There are, I think, thousands of ex-teachers and senior citizens( retirees) in the country who speak English reasonably well if not very fluently. Can't the Parent-Teachers Association in every school help to identify these people and enlist their help to teach English in their spare time? I don't think they will ask for a fat allowance for doing so though I wouldn't recommend that they do it gratis. They should be given some recognition in cash or kind and their effectiveness properly evaluated. The English lessons should not be made an extra burden to the students or teachers by holding extra classes on weekends. They must be alotted time within the normal class hours and given equal emphasis like any other subjects of study.

Anyone following CCTV will see how China had trained her TV personalities to speak English with the proper American accent. We used to and still have a few RTM personalities who speak English with
the English accent. Must we follow their accent at all? The Indians and Philippinos speak English in their own way but very fluently. The Japanese never follow the English or American accent but got on very well with advanced technology and the advancement of knowledge, Yet,after so many years of using Bahasa and English side by side, we are only now trying to improve the standard of spoken and written English and calling in the "orang putih" to teach us again.

Ironical but maybe necessary. I for one feel rather ashamed.


Al-Manar said...

I have devoted nearly 17 years trying to make something of the children around me. I firmly believe MANY teachers themselves need my class more than the children. I am being naive in saying this but that is what I feel. And importing whatever corps into the rural areas is a waste of time and good money.

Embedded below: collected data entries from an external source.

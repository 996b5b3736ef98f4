//! Verification of the Telegram login-widget signature.
//!
//! The widget signs a canonical `key=value` string (keys sorted, newline
//! separated, absent fields excluded) with HMAC-SHA-256, keyed by the raw
//! SHA-256 digest of the bot token. The comparison must be constant-time:
//! this is the only thing standing between an attacker-forged identity and
//! a session cookie.

use hmac::{Hmac, Mac};
use sha2::{Digest, Sha256};

use crate::auth::models::LoginPayload;

type HmacSha256 = Hmac<Sha256>;

/// Canonical data-check string for a login payload, excluding `hash`.
///
/// Empty strings are excluded the same way absent fields are; the widget
/// never emits empty values, so treating them as absent keeps both sides
/// building the same string.
fn canonical_string(payload: &LoginPayload) -> String {
    let mut fields: Vec<(&str, String)> = vec![
        ("auth_date", payload.auth_date.to_string()),
        ("id", payload.id.to_string()),
    ];

    let optional = [
        ("first_name", payload.first_name.as_deref()),
        ("last_name", payload.last_name.as_deref()),
        ("photo_url", payload.photo_url.as_deref()),
        ("username", payload.username.as_deref()),
    ];
    for (key, value) in optional {
        if let Some(value) = value {
            if !value.is_empty() {
                fields.push((key, value.to_string()));
            }
        }
    }

    fields.sort_by_key(|(key, _)| *key);
    fields
        .into_iter()
        .map(|(key, value)| format!("{key}={value}"))
        .collect::<Vec<_>>()
        .join("\n")
}

fn mac_for(payload: &LoginPayload, bot_token: &str) -> HmacSha256 {
    let secret_key = Sha256::digest(bot_token.as_bytes());
    let mut mac =
        HmacSha256::new_from_slice(&secret_key).expect("HMAC accepts keys of any length");
    mac.update(canonical_string(payload).as_bytes());
    mac
}

/// Hex signature the widget would produce for `payload` under `bot_token`.
/// Exposed so tests and tooling can mint valid callback payloads.
pub fn login_signature(payload: &LoginPayload, bot_token: &str) -> String {
    hex::encode(mac_for(payload, bot_token).finalize().into_bytes())
}

/// Returns true only if `payload.hash` is the correct widget signature.
/// Never errors; malformed hex is just a failed verification.
pub fn verify_login_signature(payload: &LoginPayload, bot_token: &str) -> bool {
    let supplied = match hex::decode(&payload.hash) {
        Ok(bytes) => bytes,
        Err(_) => return false,
    };
    mac_for(payload, bot_token).verify_slice(&supplied).is_ok()
}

When will those sitting in the comfortable chairs come down to earth instead of theorising wrong solutions to wrong problems?

norzah said...

Those are the things that make me rather ashamed after so many years of independence, Pakcik Al-Manar. Some of the young teachers need not only a doze of reeducation in ethical values and morals but also a brushing up of their Bahasa and English. How can they inculcate the proper ethical values in the students when they themselves lack those values that make us Malaysians proud of ourselves. I fear that the US is keen to send the volunteers to get information from the grassroots to help promote its own hidden agenda. Remember that we had once refused to allow their intelligence people in,

kaykuala said...

Akhi Norzah,
The peace corps were here before more than 3 decades ago. There were then talk that CIA sympathisers/ agents came by as well (giving credence to your hidden agenda thing)
Then after some while we never hear of them again (they must have got what they wanted)
Now they are back and how much they're to accomplish this time we don't know.
When faced with this English language dilemma I would always look back fondly to think of how fortunate we had been to have gone to English school before.
Now we're even going back in reverse to Science and Maths in BM. A reversal of momentum would take generations to correct if this policy remains unstuck.
Learning English through these legions of peace corps reminds me of how challenging it was to do Dutch, Italian or Russian at MU (it was more to fulfil the electives to pass the exams)Most of us would have forgotten them now. It would be the same rote learning of a foreign language(of American English this time)producing half baked 'Americans' with obviously the designated 'twang'in the rural schools.
If only I could have my cucus in a school environment that I knew before.

norzah said...

Yes, Akhi. how we wish for the old school environment when we learned English from an old and wise teacher. Even the English of some of the young teachers nowadays is faulty.Let alone matters pertaining to ethics and moral.

Will the Peace Corp volunteers be able to help solve this problem? I am hoping against hope. I think the local English teachers must work harder to ytasin our boys and girls to speak and wtite English with more

mat touring said...

when I hear 'peace corps', I thought of 'christian missionary' bad.